La littérature sous caféine


mercredi 13 septembre 2023

Algos

Écrire et travailler sur la sexualité, c'est à double tranchant. Vous attirez les curieux, les égrillards, les amusés, mais vous en agacez beaucoup d'autres. Sans parler du fait que les algorithmes vous marginalisent et cela, quel que soit le discours que vous tenez. Je pense l'avoir en partie expérimenté avec La Viveuse. Alors, je suis plein de sollicitude pour ceux qui s'y frottent, comme dans Platonix, mis en scène par Hélène Boutin, la comédie d'une réalisatrice tournant un porno conceptuel avec des acteurs qui ne la comprennent pas. Rythmé, culotté, sans provocation inutile... L'écueil énorme du ridicule est évité !

mardi 12 septembre 2023

Copi

Ça crie, ça rouspète, ça se bouscule, ça gigote, ça s'agite, ça roucoule, ça danse, ça rit, ça pleure, ça grimace, ça chie, ça baise, ça tue, c'est du Copi.

Et, accessoirement, le meilleur titre du Festival d'Avignon, "La sauterie circulaire".

lundi 11 septembre 2023

Oulipo, rire mécanique

Longtemps, je n'ai pas aimé les jeux littéraires. J'estimais qu'avec la littérature on n'était pas là pour s'amuser. Décrire, ressentir, exprimer... Mais j'avance en âge et je comprends mieux l'intérêt de faire l'enfant. Retrouver la fraîcheur et surtout prendre à revers la vie pour moins la subir.

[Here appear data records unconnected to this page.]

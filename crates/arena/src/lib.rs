//! # HU Arena Server Library
//!
//! This crate runs heads-up matches between a human player and the agent.
//! Each match is played by a dedicated worker process; the server drives
//! workers over newline-delimited JSON, streams their events to browser
//! viewers, and keeps a per-player history of completed hands.
//!
//! ## Architecture
//!
//! ```text
//! ┌─────────────────────────────────────────────────────────────────┐
//! │                      Arena Orchestrator                         │
//! ├─────────────────────────────────────────────────────────────────┤
//! │  ┌────────────────────────────────────────────────────────────┐ │
//! │  │                HTTP API  +  SSE event streams              │ │
//! │  └────────────────────────────────────────────────────────────┘ │
//! │  ┌──────────────┐  ┌──────────────────┐  ┌──────────────────┐  │
//! │  │   Session    │  │    Session       │  │    Hand Log      │  │
//! │  │   Registry   │  │    Supervisor    │  │    Store         │  │
//! │  └──────────────┘  └────────┬─────────┘  └────────▲─────────┘  │
//! │                             │ one task per worker  │            │
//! │                    ┌────────▼─────────┐            │            │
//! │                    │ Session Pipeline ├────────────┘            │
//! │                    │ decode → log →   │──► Broadcast Hub ──► viewers
//! │                    └──────────────────┘                         │
//! └─────────────────────────────────────────────────────────────────┘
//! ```
//!
//! ## Quick Start
//!
//! ```rust,no_run
//! use arena::{ArenaOrchestrator, Config};
//!
//! #[tokio::main]
//! async fn main() -> anyhow::Result<()> {
//!     let mut config = Config::load_default()?;
//!     config.apply_env_overrides();
//!     config.validate()?;
//!
//!     let mut orchestrator = ArenaOrchestrator::new(config)?;
//!     orchestrator.start().await?;
//!
//!     // Serving until a shutdown signal...
//!
//!     orchestrator.stop().await?;
//!     Ok(())
//! }
//! ```
//!
//! ## Modules
//!
//! - [`config`]: Configuration loading and defaults
//! - [`identity`]: Player identity sanitization
//! - [`session`]: Worker supervision, viewer fan-out, session registry
//! - [`hand_log`]: Hand assembly and per-player log files
//! - [`http`]: REST API and SSE event streams
//! - [`orchestrator`]: Main server coordinator

pub mod config;
pub mod hand_log;
pub mod http;
pub mod identity;
pub mod orchestrator;
pub mod session;

// Re-export protocol for convenience
pub use protocol;

// Re-export config types for convenience
pub use config::Config;

// Re-export session types for convenience
pub use session::{BroadcastHub, Session, SessionError, SessionId, SessionRegistry, Supervisor};

// Re-export hand log types for convenience
pub use hand_log::{HandAssembler, HandLogStore, HandRecord};
pub use identity::PlayerId;

// Re-export orchestrator types for convenience
pub use orchestrator::{ArenaOrchestrator, OrchestratorEvent, OrchestratorState};
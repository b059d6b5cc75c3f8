//! Control commands sent from the server to a match worker.
//!
//! Every command is a JSON object discriminated by its `type` field. The
//! worker reads them one per line from its standard input.

use serde::{Deserialize, Serialize};

/// One of the two players at the table.
///
/// On the wire a seat is named `"hero"` or `"villain"`; inside events the
/// same seats appear as the integer codes `0` and `1`.
#[derive(Debug, Clone, Copy, PartialEq, Eq, Hash, Serialize, Deserialize, Default)]
#[serde(rename_all = "lowercase")]
pub enum Seat {
    /// Seat code 0.
    #[default]
    Hero,
    /// Seat code 1.
    Villain,
}

/// Match configuration snapshot.
///
/// Sent to the worker as the `start_match` command and echoed into every
/// persisted hand record. Fields missing from a request take the defaults
/// the worker itself would apply.
#[derive(Debug, Clone, PartialEq, Serialize, Deserialize)]
#[serde(default)]
pub struct MatchSettings {
    /// RNG seed for the deal and the search.
    pub seed: u64,
    /// Number of hands in the match.
    pub hands: u32,
    /// Search iterations per decision.
    pub iters: u32,
    /// Exploration constant.
    pub c: f64,
    /// Initial pot, in big blinds.
    pub pot_bb: f64,
    /// Starting stacks, in big blinds.
    pub stacks_bb: f64,
    /// Remove all-in from the legal actions.
    pub no_allin: bool,
    /// Which seat the human plays.
    pub human: Seat,
    /// Which seat is in position on the first hand.
    pub start_ip: Seat,
    /// Bet frequency used by rollouts.
    pub rollout_bet_freq: f64,
}

impl Default for MatchSettings {
    fn default() -> Self {
        Self {
            seed: 42,
            hands: 10,
            iters: 800,
            c: 1.4,
            pot_bb: 6.0,
            stacks_bb: 150.0,
            no_allin: false,
            human: Seat::Hero,
            start_ip: Seat::Hero,
            rollout_bet_freq: 0.55,
        }
    }
}

/// Commands understood by the match worker.
#[derive(Debug, Clone, PartialEq, Serialize, Deserialize)]
#[serde(tag = "type", rename_all = "snake_case")]
pub enum ControlCommand {
    /// Start a new match. Always the first command a worker receives.
    StartMatch(MatchSettings),
    /// Apply the human's decision at the current node.
    HumanAction {
        /// Action code (see [`crate::events::ActionCode`]).
        act: u8,
        /// Search iterations for the opponent's following decisions.
        iters: u32,
    },
    /// Deal the next hand after an `await_next_hand` event.
    NextHand {
        /// Search iterations for the opponent's decisions.
        iters: u32,
    },
}

impl ControlCommand {
    /// Returns the wire name of this command.
    pub fn name(&self) -> &'static str {
        match self {
            ControlCommand::StartMatch(_) => "start_match",
            ControlCommand::HumanAction { .. } => "human_action",
            ControlCommand::NextHand { .. } => "next_hand",
        }
    }
}

#[cfg(test)]
mod tests {
    use super::*;
    use serde_json::{json, Value};

    #[test]
    fn test_start_match_is_flat_with_type_tag() {
        let cmd = ControlCommand::StartMatch(MatchSettings::default());
        let value: Value = serde_json::to_value(&cmd).unwrap();

        assert_eq!(value["type"], "start_match");
        assert_eq!(value["seed"], 42);
        assert_eq!(value["hands"], 10);
        assert_eq!(value["iters"], 800);
        assert_eq!(value["c"], 1.4);
        assert_eq!(value["pot_bb"], 6.0);
        assert_eq!(value["stacks_bb"], 150.0);
        assert_eq!(value["no_allin"], false);
        assert_eq!(value["human"], "hero");
        assert_eq!(value["start_ip"], "hero");
        assert_eq!(value["rollout_bet_freq"], 0.55);
    }

    #[test]
    fn test_human_action_shape() {
        let cmd = ControlCommand::HumanAction { act: 2, iters: 300 };
        let value: Value = serde_json::to_value(&cmd).unwrap();
        assert_eq!(value, json!({"type": "human_action", "act": 2, "iters": 300}));
    }

    #[test]
    fn test_next_hand_shape() {
        let cmd = ControlCommand::NextHand { iters: 800 };
        let value: Value = serde_json::to_value(&cmd).unwrap();
        assert_eq!(value, json!({"type": "next_hand", "iters": 800}));
    }

    #[test]
    fn test_settings_partial_uses_defaults() {
        let settings: MatchSettings =
            serde_json::from_value(json!({"seed": 7, "human": "villain"})).unwrap();
        assert_eq!(settings.seed, 7);
        assert_eq!(settings.human, Seat::Villain);
        assert_eq!(settings.hands, 10);
        assert_eq!(settings.start_ip, Seat::Hero);
    }

    #[test]
    fn test_settings_rejects_unknown_seat() {
        let result: Result<MatchSettings, _> =
            serde_json::from_value(json!({"human": "dealer"}));
        assert!(result.is_err());
    }

    #[test]
    fn test_command_names() {
        assert_eq!(
            ControlCommand::StartMatch(MatchSettings::default()).name(),
            "start_match"
        );
        assert_eq!(ControlCommand::NextHand { iters: 1 }.name(), "next_hand");
    }
}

C'est dire comme j'ai aimé, au Festival d'Avignon, "C'est un métier d'homme", en partie écrit par Hervé Le Tellier et placé sous le patronage de l'Oulipo. Deux acteurs survoltés (Denis Fouquereau, David Migeot) se moquent des postures et des métiers en jouant de leurs ressemblances, de leurs procédés, de leurs inévitables déchéances. Le rire est du mécanique plaqué sur du vivant, disait l'autre : ici, le rire est plutôt la révélation du mécanique.

mercredi 6 septembre 2023

Lavant au off

Quand j'habitais à Belleville, je croisais souvent Denis Lavant. J'étais intrigué par ce petit homme au visage chiffonné, toujours pressé, habillé comme un vagabond. Je me souvenais de certains de ses rôles au cinéma. M'intéressant davantage à lui, j'ai découvert la carrière merveilleuse d'un acteur intense et exigeant. Je le retrouve avec plaisir au Festival d'Avignon en compagnie de Samuel Mercer dans ce "Je ne suis pas de moi" tiré des "Carnets en marge" de Dubillard. Prenez Beckett, ajoutez du Sartre, saupoudrez de burlesque et de sexualité horrifique et vous obtenez ce dialogue foutraque et furieux. L'instant métaphysique de mon festival !

mardi 5 septembre 2023

Charles Marteau

Un ami proche, Guillaume Le Talaër, lance le projet d'une série de superhéros français, illustrée par un dessinateur de talent, Yann Lovato. Son idée est de croiser l'esprit Marvel avec un certaine idée de l'héroïsme français, de Fantômas à Arsène Lupin. Longue vie à "Charles Marteau, L'homme aux poings lourds"! Disponible sur Amazon, avant d'autres supports...

jeudi 24 août 2023

Laclos woke

Etonnant comme « Les Liaisons dangereuses » (Laclos, 1782) paraît anticiper, avec deux cent cinquante ans d’avance, les débats brûlants du moment. Valmont, sous couvert d’insistance amoureuse, a vraiment tout du harceleur et même du violeur – la scène où il « force le consentement » de Cécile paraît presque insupportable. Merteuil incarne à la perfection la femme manipulatrice capable d’accuser à tort un homme d’agression sexuelle. Cécile, décrite comme une « machine d’amour » parce qu’elle n’a pas assez de caractère pour résister aux assauts masculins, superficielle et légère, n’est pas sans évoquer l’esprit même des réseaux sociaux. Seule la Présidente de Tourvel, s’arc-boutant sur une morale conservatrice de l’amour et du mariage, paraît avoir disparu du paysage actuel… A moins que sa rigidité de principe n’évoque un certain wokisme ? Mais on dirait d’elle aujourd’hui qu’elle « refuse les amalgames » entre tous les hommes...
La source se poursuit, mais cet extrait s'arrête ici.